While they consider non-functional requirements (NFRs) like security and performance, these are secondary to core functionalities. SWE/SDE roles are fast-paced, working closely with product owners to continuously churn out new features. The main metrics for success are speed to market and generating revenue.

An SRE's mission is all about keeping the house running smoothly for the customers. Unlike SWEs who focus on building new features, SREs are the guardians of reliability and security. Their top priorities are:

Guaranteed uptime: Ensuring the website or application is always available and accessible to users (keeping up SLOs).
Flawless performance: Maintaining high-quality service with minimal errors or slowdowns.
Fortress-like security: Protecting the system from vulnerabilities and keeping data safe.
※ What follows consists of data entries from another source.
// SPDX-License-Identifier: GPL-3.0-only
//! Pixel format conversion for Kinect V4L2 buffers
//!
//! Color arrives as UYVY or Bayer GRBG, depth as Y16 (millimetres) or Y10B
//! (packed 10-bit disparity).

use crate::backends::depth_map::disparity_to_mm;
use image::RgbImage;

/// Convert UYVY (YUV 4:2:2) to RGB, BT.601
///
/// Each 4-byte group `U0 Y0 V0 Y1` encodes two pixels. A short buffer leaves
/// the remaining pixels black.
pub fn uyvy_to_rgb(data: &[u8], width: u32, height: u32) -> RgbImage {
    let mut rgb = RgbImage::new(width, height);
    let mut pixels = rgb.pixels_mut();

    'outer: for chunk in data.chunks_exact(4) {
        let u = chunk[0] as f32 - 128.0;
        let v = chunk[2] as f32 - 128.0;

        for y in [chunk[1] as f32, chunk[3] as f32] {
            let Some(px) = pixels.next() else {
                break 'outer;
            };
            px.0 = [
                (y + 1.402 * v).clamp(0.0, 255.0) as u8,
                (y - 0.344 * u - 0.714 * v).clamp(0.0, 255.0) as u8,
                (y + 1.772 * u).clamp(0.0, 255.0) as u8,
            ];
        }
    }

    rgb
}

/// Demosaic Bayer GRBG to RGB, one color per 2x2 block
///
/// ```text
/// G R
/// B G
/// ```
pub fn grbg_to_rgb(data: &[u8], width: u32, height: u32) -> RgbImage {
    let w = width as usize;
    let h = height as usize;
    let mut rgb = RgbImage::new(width, height);
    if data.len() < w * h {
        return rgb;
    }

    for y in (0..h.saturating_sub(1)).step_by(2) {
        for x in (0..w.saturating_sub(1)).step_by(2) {
            let g0 = data[y * w + x] as u16;
            let r = data[y * w + x + 1];
            let b = data[(y + 1) * w + x];
            let g1 = data[(y + 1) * w + x + 1] as u16;
            let g = ((g0 + g1) / 2) as u8;

            for dy in 0..2 {
                for dx in 0..2 {
                    rgb.put_pixel((x + dx) as u32, (y + dy) as u32, image::Rgb([r, g, b]));
                }
            }
        }
    }

    rgb
}

/// Unpack Y10B into raw 10-bit samples
///
/// Four samples per 5 bytes:
/// ```text
/// [A9:A2][B9:B2][C9:C2][D9:D2][D1:D0,C1:C0,B1:B0,A1:A0]
/// ```
pub fn unpack_y10b(data: &[u8], width: u32, height: u32) -> Vec<u16> {
    let pixel_count = (width * height) as usize;
    let mut output = Vec::with_capacity(pixel_count);

    for chunk in data.chunks_exact(5) {
        let low = chunk[4] as u16;
        for (i, &high) in chunk[..4].iter().enumerate() {
            if output.len() >= pixel_count {
                return output;
            }
            output.push(((high as u16) << 2) | ((low >> (2 * i)) & 0x03));
        }
    }

    output
}

/// Y16 little-endian samples (already millimetres)
pub fn y16_to_mm(data: &[u8], width: u32, height: u32) -> Vec<u16> {
    data.chunks_exact(2)
        .take((width * height) as usize)
        .map(|c| u16::from_le_bytes([c[0], c[1]]))
        .collect()
}

/// Y10B disparity buffer to millimetres
pub fn y10b_to_mm(data: &[u8], width: u32, height: u32) -> Vec<u16> {
    unpack_y10b(data, width, height)
        .into_iter()
        .map(disparity_to_mm)
        .collect()
}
Moving on to address the second part of the question,

"I am a firm believer that software development skills do help an SRE to understand system design better so they can build efficient tools and platforms. In the same way, having a good understanding of System Engineering and aspects of reliability makes a SWE develop more resilient software."

The current SRE landscape is changing so fast that SREs have to build large complex platforms and observability tools and automate a lot of operational work. So I don’t miss being a SWE since most of the SWE aspects are still part of my job.

Anjali:

LinkedIn averages over 300 million monthly active users. What kind of unpredictable problems follow along with this unprecedented scale?

Ponmani: Large systems, like those at LinkedIn, are under constant pressure, and that pressure creates vulnerabilities. Just like in mechanics, stress over time can cause cracks to appear. In software systems, these cracks become exposed under high load, leading to failures.

Scale acts as a magnifying glass, revealing weaknesses throughout the system. This includes not just core applications and data storage, but also seemingly unrelated services like DNS, monitoring systems, and even logging.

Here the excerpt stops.